Given entries:
//! Fetch interception and cache-population policy.
//!
//! Cache-first: a stored entry is authoritative until its store is retired
//! by a version bump. There is no TTL and no revalidation.
//!
//! 1. Non-GET or excluded URL: pass through, no cache read or write.
//! 2. Combined cache hit: serve it, no network.
//! 3. Miss: fetch. A 200 same-origin response whose URL matches a
//!    cacheable pattern is also written to the dynamic store.
//! 4. Network failure: navigations get the cached root document or the
//!    offline page; anything else gets a last-resort cache lookup or fails.

use haven_client::resolve;
use haven_core::{CacheKey, Error, Request, Response, WorkerConfig};

use super::offline;
use crate::handler::Worker;
use crate::outcome::{FetchDecision, ResponseSource};

/// Whether the URL contains any exclusion pattern.
pub fn is_excluded(config: &WorkerConfig, url: &str) -> bool {
    config.exclude_patterns.iter().any(|pattern| url.contains(pattern.as_str()))
}

/// Whether a fresh network response for this URL is worth storing.
pub fn is_cacheable(config: &WorkerConfig, url: &str) -> bool {
    config.cacheable_patterns.iter().any(|pattern| url.contains(pattern.as_str()))
}

/// Decide how an outgoing request is answered.
pub async fn intercept(worker: &Worker, mut request: Request) -> FetchDecision {
    if !request.is_get() {
        return FetchDecision::Passthrough;
    }

    let url = match resolve(worker.origin(), &request.url) {
        Ok(url) => url,
        Err(e) => {
            tracing::debug!(url = %request.url, error = %e, "not intercepting unresolvable url");
            return FetchDecision::Passthrough;
        }
    };

    if is_excluded(worker.config(), url.as_str()) {
        tracing::trace!(url = %url, "excluded from cache");
        return FetchDecision::Passthrough;
    }

    request.url = url.to_string();
    let key = CacheKey::new(&request.method, &url);

    if let Some(response) = lookup(worker, &key).await {
        tracing::debug!(url = %url, "serving from cache");
        return FetchDecision::respond(ResponseSource::Cache, response);
    }

    match worker.network().fetch(&request).await {
        Ok(response) => {
            if response.is_storable() && is_cacheable(worker.config(), url.as_str()) {
                store(worker, &key, &response).await;
            }
            FetchDecision::respond(ResponseSource::Network, response)
        }
        Err(error) => offline_fallback(worker, &request, &key, &error).await,
    }
}

/// Combined lookup; a storage failure counts as a miss.
async fn lookup(worker: &Worker, key: &CacheKey) -> Option<Response> {
    worker.cache().match_any(key).await.unwrap_or_else(|e| {
        tracing::warn!(url = %key.url(), error = %e, "cache lookup failed");
        None
    })
}

/// Write a copy into the dynamic store. The caller keeps the original.
async fn store(worker: &Worker, key: &CacheKey, response: &Response) {
    let cache_name = &worker.config().dynamic_cache_name;
    match worker.cache().put(cache_name, key, response).await {
        Ok(()) => tracing::info!(url = %key.url(), cache = %cache_name, "cached new resource"),
        Err(e) => tracing::warn!(url = %key.url(), cache = %cache_name, error = %e, "failed to cache resource"),
    }
}

async fn offline_fallback(worker: &Worker, request: &Request, key: &CacheKey, error: &Error) -> FetchDecision {
    tracing::warn!(url = %request.url, error = %error, "network fetch failed");

    if request.is_navigation() {
        let root = match resolve(worker.origin(), &worker.config().root_document) {
            Ok(url) => lookup(worker, &CacheKey::get(&url)).await,
            Err(e) => {
                tracing::warn!(error = %e, "root document url does not resolve");
                None
            }
        };

        return match root {
            Some(response) => FetchDecision::respond(ResponseSource::RootDocument, response),
            None => FetchDecision::respond(ResponseSource::OfflinePage, offline::page()),
        };
    }

    match lookup(worker, key).await {
        Some(response) => FetchDecision::respond(ResponseSource::FallbackCache, response),
        None => FetchDecision::failed(error),
    }
}

#[cfg(test)]
mod tests {
    use super::*;
    use crate::testing::{MockNetwork, ORIGIN, worker_over, worker_with};
    use async_trait::async_trait;
    use haven_client::Network;
    use haven_core::{CacheDb, Destination, RequestMode, ResponseType};
    use std::sync::Arc;
    use url::Url;

    /// Fails every fetch, but only after another writer has stored the
    /// requested resource.
    struct StoredWhileFetching {
        cache: CacheDb,
        response: Response,
    }

    #[async_trait]
    impl Network for StoredWhileFetching {
        async fn fetch(&self, request: &Request) -> Result<Response, Error> {
            let url = Url::parse(&request.url).map_err(|e| Error::InvalidUrl(e.to_string()))?;
            self.cache.put(DYNAMIC, &CacheKey::get(&url), &self.response).await?;
            Err(Error::Network("connection reset".into()))
        }
    }

    const DYNAMIC: &str = "request-system-v1.0.0";
    const STATIC: &str = "request-system-static-v1.0.0";

    fn same_origin(body: &str) -> Response {
        Response::new(200, body.to_string())
            .with_type(ResponseType::Basic)
            .with_header("content-type", "text/plain")
    }

    fn key(path: &str) -> CacheKey {
        CacheKey::get(&Url::parse(ORIGIN).unwrap().join(path).unwrap())
    }

    #[test]
    fn test_exclusion_patterns() {
        let config = WorkerConfig::default();
        assert!(is_excluded(&config, "https://app.example/admin/users"));
        assert!(is_excluded(&config, "https://www.gstatic.com/firebasejs/10.7.1/firebase-app.js"));
        assert!(is_excluded(&config, "https://firestore.googleapis.com/v1/docs"));
        assert!(!is_excluded(&config, "https://app.example/index.html"));
    }

    #[test]
    fn test_cacheable_patterns() {
        let config = WorkerConfig::default();
        assert!(is_cacheable(&config, "https://app.example/index.html"));
        assert!(is_cacheable(&config, "https://app.example/app.js"));
        assert!(is_cacheable(&config, "https://app.example/style.css?v=2"));
        assert!(!is_cacheable(&config, "https://app.example/icon-192.png"));
        assert!(!is_cacheable(&config, "https://app.example/api/requests"));
    }

    #[tokio::test]
    async fn test_non_get_never_intervenes() {
        let network = Arc::new(MockNetwork::new());
        let worker = worker_with(network.clone()).await;
        worker.cache().put(DYNAMIC, &key("/app.js"), &same_origin("cached")).await.unwrap();

        for method in ["POST", "PUT", "DELETE", "HEAD"] {
            let request = Request { method: method.into(), ..Request::get("/app.js") };
            assert_eq!(intercept(&worker, request).await, FetchDecision::Passthrough);
        }
        assert_eq!(network.calls(), 0);
    }

    #[tokio::test]
    async fn test_excluded_get_touches_no_cache() {
        let network = Arc::new(MockNetwork::new());
        network.respond(&format!("{ORIGIN}/admin/panel.js"), same_origin("fresh"));
        let worker = worker_with(network.clone()).await;
        worker.cache().put(DYNAMIC, &key("/admin/panel.js"), &same_origin("stale")).await.unwrap();

        let decision = intercept(&worker, Request::get("/admin/panel.js")).await;
        assert_eq!(decision, FetchDecision::Passthrough);
        assert_eq!(network.calls(), 0);
        assert_eq!(worker.cache().keys(DYNAMIC).await.unwrap().len(), 1);
    }

    #[tokio::test]
    async fn test_cache_hit_skips_network() {
        let network = Arc::new(MockNetwork::new());
        network.respond(&format!("{ORIGIN}/app.js"), same_origin("fresh"));
        let worker = worker_with(network.clone()).await;
        worker.cache().put(STATIC, &key("/app.js"), &same_origin("cached")).await.unwrap();

        let decision = intercept(&worker, Request::get("/app.js")).await;
        assert_eq!(decision.source(), Some(ResponseSource::Cache));
        assert_eq!(decision.response().unwrap().body, b"cached");
        assert_eq!(network.calls(), 0);
    }

    #[tokio::test]
    async fn test_miss_stores_exactly_one_copy() {
        let network = Arc::new(MockNetwork::new());
        network.respond(&format!("{ORIGIN}/app.js"), same_origin("console.log(1)"));
        let worker = worker_with(network.clone()).await;

        let decision = intercept(&worker, Request::get("/app.js")).await;
        assert_eq!(decision.source(), Some(ResponseSource::Network));
        assert_eq!(decision.response().unwrap().body, b"console.log(1)");
        assert_eq!(network.calls(), 1);

        assert_eq!(worker.cache().keys(DYNAMIC).await.unwrap(), vec![format!("{ORIGIN}/app.js")]);
        assert!(!worker.cache().has_cache(STATIC).await.unwrap());

        let stored = worker.cache().match_in(DYNAMIC, &key("/app.js")).await.unwrap().unwrap();
        assert_eq!(stored.body, b"console.log(1)");
    }

    #[tokio::test]
    async fn test_second_request_is_served_from_cache() {
        let network = Arc::new(MockNetwork::new());
        network.respond(&format!("{ORIGIN}/index.html"), same_origin("<h1>home</h1>"));
        let worker = worker_with(network.clone()).await;

        intercept(&worker, Request::get("/index.html")).await;
        let decision = intercept(&worker, Request::get("/index.html")).await;

        assert_eq!(decision.source(), Some(ResponseSource::Cache));
        assert_eq!(network.calls(), 1);
    }

    #[tokio::test]
    async fn test_non_cacheable_url_not_stored() {
        let network = Arc::new(MockNetwork::new());
        network.respond(&format!("{ORIGIN}/icon-512.png"), same_origin("png"));
        let worker = worker_with(network.clone()).await;

        let decision = intercept(&worker, Request::get("/icon-512.png")).await;
        assert_eq!(decision.source(), Some(ResponseSource::Network));
        assert!(worker.cache().keys(DYNAMIC).await.unwrap().is_empty());
    }

    #[tokio::test]
    async fn test_cross_origin_or_non_200_not_stored() {
        let network = Arc::new(MockNetwork::new());
        network.respond("https://cdn.example/lib.js", same_origin("lib").with_type(ResponseType::Cors));
        network.respond(&format!("{ORIGIN}/missing.js"), Response::new(404, "nope").with_type(ResponseType::Basic));
        let worker = worker_with(network.clone()).await;

        let cors = intercept(&worker, Request::get("https://cdn.example/lib.js")).await;
        assert_eq!(cors.response().unwrap().body, b"lib");

        let missing = intercept(&worker, Request::get("/missing.js")).await;
        assert_eq!(missing.response().unwrap().status, 404);

        assert!(worker.cache().keys(DYNAMIC).await.unwrap().is_empty());
    }

    #[tokio::test]
    async fn test_offline_navigation_without_root_gets_offline_page() {
        let network = Arc::new(MockNetwork::new());
        let worker = worker_with(network.clone()).await;

        let decision = intercept(&worker, Request::navigate("/requests/42")).await;
        assert_eq!(decision.source(), Some(ResponseSource::OfflinePage));

        let response = decision.response().unwrap();
        assert_eq!(response.status, 200);
        assert_eq!(response.content_type(), Some("text/html"));
        assert!(String::from_utf8_lossy(&response.body).contains(offline::OFFLINE_MARKER));
    }

    #[tokio::test]
    async fn test_offline_navigation_serves_cached_root() {
        let network = Arc::new(MockNetwork::new());
        let worker = worker_with(network.clone()).await;
        worker.cache().put(STATIC, &key("/index.html"), &same_origin("<h1>shell</h1>")).await.unwrap();

        let decision = intercept(&worker, Request::navigate("/requests/42")).await;
        assert_eq!(decision.source(), Some(ResponseSource::RootDocument));
        assert_eq!(decision.response().unwrap().body, b"<h1>shell</h1>");
    }

    #[tokio::test]
    async fn test_offline_subresource_without_cache_fails() {
        let network = Arc::new(MockNetwork::new());
        network.fail(&format!("{ORIGIN}/data.json"), "connection reset");
        let worker = worker_with(network.clone()).await;

        let decision = intercept(&worker, Request::get("/data.json")).await;
        let FetchDecision::Failed { code, message } = decision else { panic!("expected failure") };
        assert_eq!(code, -32010);
        assert!(message.contains("connection reset"));
    }

    #[tokio::test]
    async fn test_offline_frame_navigation_is_not_given_the_shell() {
        let network = Arc::new(MockNetwork::new());
        let worker = worker_with(network.clone()).await;
        worker.cache().put(STATIC, &key("/index.html"), &same_origin("<h1>shell</h1>")).await.unwrap();

        let request = Request { destination: Destination::Iframe, mode: RequestMode::Navigate, ..Request::get("/embed/report") };
        let decision = intercept(&worker, request).await;
        assert!(matches!(decision, FetchDecision::Failed { .. }), "got {decision:?}");
    }

    #[tokio::test]
    async fn test_fallback_lookup_serves_entry_stored_during_fetch() {
        let cache = CacheDb::open_in_memory().await.unwrap();
        let network = Arc::new(StoredWhileFetching { cache: cache.clone(), response: same_origin("late copy") });
        let worker = worker_over(cache, network);

        let decision = intercept(&worker, Request::get("/report.css")).await;
        assert_eq!(decision.source(), Some(ResponseSource::FallbackCache));
        assert_eq!(decision.response().unwrap().body, b"late copy");
    }

    #[tokio::test]
    async fn test_unreadable_cache_entry_counts_as_miss() {
        let dir = std::env::temp_dir().join(format!("haven-intercept-{}", std::process::id()));
        std::fs::create_dir_all(&dir).unwrap();
        let path = dir.join("corrupt.sqlite");
        let _ = std::fs::remove_file(&path);

        let network = Arc::new(MockNetwork::new());
        network.respond(&format!("{ORIGIN}/app.js"), same_origin("fresh"));
        let cache = CacheDb::open(&path).await.unwrap();
        let worker = worker_over(cache, network.clone());
        worker.cache().put(STATIC, &key("/app.js"), &same_origin("stale")).await.unwrap();

        let raw = tokio_rusqlite::rusqlite::Connection::open(&path).unwrap();
        raw.execute("UPDATE cache_entries SET headers_json = 'not json'", []).unwrap();
        drop(raw);
        assert!(worker.cache().match_any(&key("/app.js")).await.is_err());

        let decision = intercept(&worker, Request::get("/app.js")).await;
        assert_eq!(decision.source(), Some(ResponseSource::Network));
        assert_eq!(decision.response().unwrap().body, b"fresh");
        assert_eq!(network.calls(), 1);
    }
}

Task details: Search the material for the word "warn" and copy each line where it occurs.

Answer section:
        tracing::warn!(url = %key.url(), error = %e, "cache lookup failed");
        Err(e) => tracing::warn!(url = %key.url(), cache = %cache_name, error = %e, "failed to cache resource"),
    tracing::warn!(url = %request.url, error = %error, "network fetch failed");
                tracing::warn!(error = %e, "root document url does not resolve");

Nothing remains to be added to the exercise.